ACTION ITEM
Among the records below, find each line containing the word "strictly" and copy it.

STUDY MATERIAL

//! Application of stored limits to outgoing motion demands
//!
//! Each motion mode has an applicator which copies the relevant limit group
//! out of the store and writes every overriding value into the demand through
//! the demand's own mutators. A limit only counts as overriding when it is
//! strictly positive, non-positive values leave the controller default in
//! place. For the per axis vector limits the whole vector is applied if any
//! component is positive, components are never gated individually.

// ---------------------------------------------------------------------------
// IMPORTS
// ---------------------------------------------------------------------------

use comms_if::eqpt::{
    motion::{
        CartesianServoMotion, JointServoMotion, MotionDems, PtpCartesianMotion, PtpJointMotion,
    },
    units::{translation_to_ctrl_units, translation_vector_to_ctrl_units},
};

use super::SpeedLimits;

// ---------------------------------------------------------------------------
// POLICY FUNCTIONS
// ---------------------------------------------------------------------------

/// Gate for a scalar limit: strictly positive values override the controller
/// default, anything else (zero, negative, NaN) does not.
fn scalar_override(value: f64) -> Option<f64> {
    if value > 0.0 {
        Some(value)
    } else {
        None
    }
}

/// Gate for a per axis vector limit: if any component is strictly positive
/// the whole vector overrides the controller default. The components are
/// deliberately not gated individually, the vector is applied or skipped as
/// one unit.
fn vector_override(value: [f64; 3]) -> Option<[f64; 3]> {
    if value.iter().any(|&v| v > 0.0) {
        Some(value)
    } else {
        None
    }
}

// ---------------------------------------------------------------------------
// IMPLEMENTATIONS
// ---------------------------------------------------------------------------

impl SpeedLimits {
    /// Apply the joint servo limit settings to a joint servo motion demand.
    pub fn apply_to_joint_servo(&self, motion: &mut JointServoMotion) {
        let limits = self.joint_servo();

        if let Some(vel) = scalar_override(limits.relative_velocity) {
            motion.set_relative_velocity(vel);
        }
        if let Some(acc) = scalar_override(limits.relative_acceleration) {
            motion.set_relative_acceleration(acc);
        }
        if let Some(ovr) = scalar_override(limits.acceleration_override) {
            motion.set_acceleration_override(ovr);
        }
    }

    /// Apply the point to point joint limit settings to a PTP joint motion
    /// demand.
    pub fn apply_to_ptp_joint(&self, motion: &mut PtpJointMotion) {
        let limits = self.ptp_joint();

        if let Some(vel) = scalar_override(limits.relative_velocity) {
            motion.set_relative_velocity(vel);
        }
        if let Some(acc) = scalar_override(limits.relative_acceleration) {
            motion.set_relative_acceleration(acc);
        }
    }

    /// Apply the point to point Cartesian limit settings to a PTP Cartesian
    /// motion demand.
    ///
    /// Translational values are converted into the controller's millimetre
    /// based units here, orientation values are already in the demand's
    /// native radian based units.
    pub fn apply_to_ptp_cartesian(&self, motion: &mut PtpCartesianMotion) {
        let limits = self.ptp_cartesian();

        if let Some(vel) = scalar_override(limits.cart_velocity_ms) {
            motion.set_cart_velocity(translation_to_ctrl_units(vel));
        }
        if let Some(vel) = scalar_override(limits.orientation_velocity_rads) {
            motion.set_orientation_velocity(vel);
        }
        if let Some(acc) = scalar_override(limits.cart_acceleration_ms2) {
            motion.set_cart_acceleration(translation_to_ctrl_units(acc));
        }
        if let Some(acc) = scalar_override(limits.orientation_acceleration_rads2) {
            motion.set_orientation_acceleration(acc);
        }
        if let Some(jerk) = scalar_override(limits.cart_jerk_ms3) {
            motion.set_cart_jerk(translation_to_ctrl_units(jerk));
        }
        if let Some(jerk) = scalar_override(limits.orientation_jerk_rads3) {
            motion.set_orientation_jerk(jerk);
        }
    }

    /// Apply the Cartesian servo limit settings to a Cartesian servo motion
    /// demand.
    pub fn apply_to_cartesian_servo(&self, motion: &mut CartesianServoMotion) {
        let limits = self.cartesian_servo();

        if let Some(vel) = vector_override(limits.trans_velocity_ms) {
            motion.set_trans_velocity(translation_vector_to_ctrl_units(vel));
        }
        if let Some(vel) = vector_override(limits.rot_velocity_rads) {
            motion.set_rot_velocity(vel);
        }
    }

    /// Apply the stored limit settings to an outgoing motion demand.
    ///
    /// Called once per demand, immediately before the demand is sent to the
    /// motion exec.
    pub fn apply(&self, dems: &mut MotionDems) {
        match dems {
            MotionDems::JointServo(m) => self.apply_to_joint_servo(m),
            MotionDems::PtpJoint(m) => self.apply_to_ptp_joint(m),
            MotionDems::PtpCartesian(m) => self.apply_to_ptp_cartesian(m),
            MotionDems::CartesianServo(m) => self.apply_to_cartesian_servo(m),
        }
    }
}

// ---------------------------------------------------------------------------
// TESTS
// ---------------------------------------------------------------------------

#[cfg(test)]
mod test {
    use super::super::PtpCartesianLimits;
    use super::*;
    use comms_if::{
        eqpt::motion::{Pose, NUM_JOINTS},
        tc::Vector3,
    };

    #[test]
    fn test_scalar_override_policy() {
        assert_eq!(scalar_override(0.5), Some(0.5));
        assert_eq!(scalar_override(10.0), Some(10.0));
        assert_eq!(scalar_override(0.0), None);
        assert_eq!(scalar_override(-1.0), None);
        assert_eq!(scalar_override(f64::NAN), None);
    }

    #[test]
    fn test_vector_override_policy() {
        // All positive applies
        assert_eq!(
            vector_override([1.0, 2.0, 3.0]),
            Some([1.0, 2.0, 3.0])
        );

        // A single positive component applies the whole vector, zeros
        // included
        assert_eq!(
            vector_override([0.0, 0.0, 0.3]),
            Some([0.0, 0.0, 0.3])
        );
        assert_eq!(
            vector_override([-1.0, 0.5, -2.0]),
            Some([-1.0, 0.5, -2.0])
        );

        // No positive component does not apply
        assert_eq!(vector_override([0.0, 0.0, 0.0]), None);
        assert_eq!(vector_override([-1.0, -2.0, -3.0]), None);
    }

    #[test]
    fn test_apply_joint_servo() {
        let limits = SpeedLimits::default();
        limits.set_joint_servo_limits(0.5, 1.0, 1.0);

        let mut motion = JointServoMotion::new([0.0; NUM_JOINTS]);
        limits.apply_to_joint_servo(&mut motion);

        assert_eq!(motion.relative_velocity(), Some(0.5));
        assert_eq!(motion.relative_acceleration(), Some(1.0));
        assert_eq!(motion.acceleration_override(), Some(1.0));
    }

    #[test]
    fn test_joint_servo_fields_gated_independently() {
        let limits = SpeedLimits::default();
        limits.set_joint_servo_limits(0.5, -1.0, 2.0);

        let mut motion = JointServoMotion::new([0.0; NUM_JOINTS]);
        limits.apply_to_joint_servo(&mut motion);

        assert_eq!(motion.relative_velocity(), Some(0.5));
        assert_eq!(motion.relative_acceleration(), None);
        assert_eq!(motion.acceleration_override(), Some(2.0));
    }

    #[test]
    fn test_ptp_joint_sentinel_skips_mutator() {
        let limits = SpeedLimits::default();
        limits.set_ptp_joint_limits(-2.0, 1.0);

        let mut motion = PtpJointMotion::new([0.0; NUM_JOINTS]);
        limits.apply_to_ptp_joint(&mut motion);

        assert_eq!(motion.relative_velocity(), None);
        assert_eq!(motion.relative_acceleration(), Some(1.0));
    }

    #[test]
    fn test_ptp_cartesian_converts_translation() {
        let limits = SpeedLimits::default();
        limits.set_ptp_cartesian_limits(PtpCartesianLimits {
            cart_velocity_ms: 2.0,
            ..Default::default()
        });

        let mut motion = PtpCartesianMotion::new(Pose::default());
        limits.apply_to_ptp_cartesian(&mut motion);

        // Translational values reach the demand in millimetre units,
        // orientation values pass through unchanged
        assert_eq!(motion.cart_velocity_mms(), Some(2000.0));
        assert_eq!(motion.orientation_velocity_rads(), Some(0.5));
        assert_eq!(motion.cart_acceleration_mms2(), Some(200.0));
        assert_eq!(motion.orientation_acceleration_rads2(), Some(0.1));

        // Default jerk limits are the disable sentinel, so the jerk mutators
        // are never invoked
        assert_eq!(motion.cart_jerk_mms3(), None);
        assert_eq!(motion.orientation_jerk_rads3(), None);
    }

    #[test]
    fn test_ptp_cartesian_jerk_override_applied() {
        let limits = SpeedLimits::default();
        limits.set_ptp_cartesian_limits(PtpCartesianLimits {
            cart_jerk_ms3: 0.05,
            orientation_jerk_rads3: 0.02,
            ..Default::default()
        });

        let mut motion = PtpCartesianMotion::new(Pose::default());
        limits.apply_to_ptp_cartesian(&mut motion);

        // A positive jerk limit reaches the demand, millimetre converted for
        // the translational field and as-is for the orientation field
        assert_eq!(motion.cart_jerk_mms3(), Some(50.0));
        assert_eq!(motion.orientation_jerk_rads3(), Some(0.02));
    }

    #[test]
    fn test_cartesian_servo_vector_group_gate() {
        let limits = SpeedLimits::default();
        limits.set_cartesian_servo_limits(
            Vector3::new(0.0, 0.0, 0.0),
            Vector3::new(0.0, 0.0, 0.3),
        );

        let mut motion = CartesianServoMotion::new(Pose::default());
        limits.apply_to_cartesian_servo(&mut motion);

        // Translational group is all non-positive so it stays unset, the
        // rotational group has one positive component so the full triple is
        // written
        assert_eq!(motion.trans_velocity_mms(), None);
        assert_eq!(motion.rot_velocity_rads(), Some([0.0, 0.0, 0.3]));
    }

    #[test]
    fn test_cartesian_servo_rotational_routed_to_rotational_mutator() {
        // The rotational group must land on the rotational mutator with no
        // millimetre conversion. An earlier revision wrote it through the
        // translational mutator, which this test guards against.
        let limits = SpeedLimits::default();
        limits.set_cartesian_servo_limits(
            Vector3::new(1.0, 2.0, 3.0),
            Vector3::new(4.0, 5.0, 6.0),
        );

        let mut motion = CartesianServoMotion::new(Pose::default());
        limits.apply_to_cartesian_servo(&mut motion);

        assert_eq!(motion.trans_velocity_mms(), Some([1000.0, 2000.0, 3000.0]));
        assert_eq!(motion.rot_velocity_rads(), Some([4.0, 5.0, 6.0]));
    }

    #[test]
    fn test_no_mixed_vector_writes_reach_demands() {
        use std::sync::Arc;
        use std::thread;

        let limits = Arc::new(SpeedLimits::default());

        // A writer thread alternates the rotational group between two uniform
        // triples while this thread applies the limits to fresh demands. Each
        // demand must carry one triple or the other in full, never components
        // from both writes.
        let writer = {
            let limits = Arc::clone(&limits);
            thread::spawn(move || {
                for i in 0..1000 {
                    let v = if i % 2 == 0 { 0.2 } else { 0.4 };
                    limits.set_cartesian_servo_limits(
                        Vector3::new(1.0, 1.0, 1.0),
                        Vector3::new(v, v, v),
                    );
                }
            })
        };

        for _ in 0..1000 {
            let mut motion = CartesianServoMotion::new(Pose::default());
            limits.apply_to_cartesian_servo(&mut motion);

            let rot = motion.rot_velocity_rads().unwrap();
            assert!(
                rot == [0.2; 3] || rot == [0.4; 3] || rot == [0.5; 3],
                "demand built from a torn vector read: {:?}",
                rot
            );
        }

        writer.join().unwrap();
    }

    #[test]
    fn test_apply_dispatches_by_mode() {
        let limits = SpeedLimits::default();
        limits.set_ptp_joint_limits(0.25, -1.0);

        let mut dems = MotionDems::PtpJoint(PtpJointMotion::new([0.0; NUM_JOINTS]));
        limits.apply(&mut dems);

        match dems {
            MotionDems::PtpJoint(m) => {
                assert_eq!(m.relative_velocity(), Some(0.25));
                assert_eq!(m.relative_acceleration(), None);
            }
            _ => panic!("demand changed mode"),
        }
    }

    #[test]
    fn test_override_reduction_not_applied_to_demands() {
        // The override reduction factor is stored and reported but no
        // applicator consumes it, a reduced factor must leave demands
        // untouched.
        let limits = SpeedLimits::default();
        limits.set_override_reduction(0.1);

        let mut motion = JointServoMotion::new([0.0; NUM_JOINTS]);
        limits.apply_to_joint_servo(&mut motion);

        assert_eq!(motion.relative_velocity(), Some(1.0));
        assert_eq!(motion.relative_acceleration(), Some(1.0));
        assert_eq!(motion.acceleration_override(), Some(1.0));
    }
}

ANSWER SECTION
//! strictly positive, non-positive values leave the controller default in
/// Gate for a scalar limit: strictly positive values override the controller
/// Gate for a per axis vector limit: if any component is strictly positive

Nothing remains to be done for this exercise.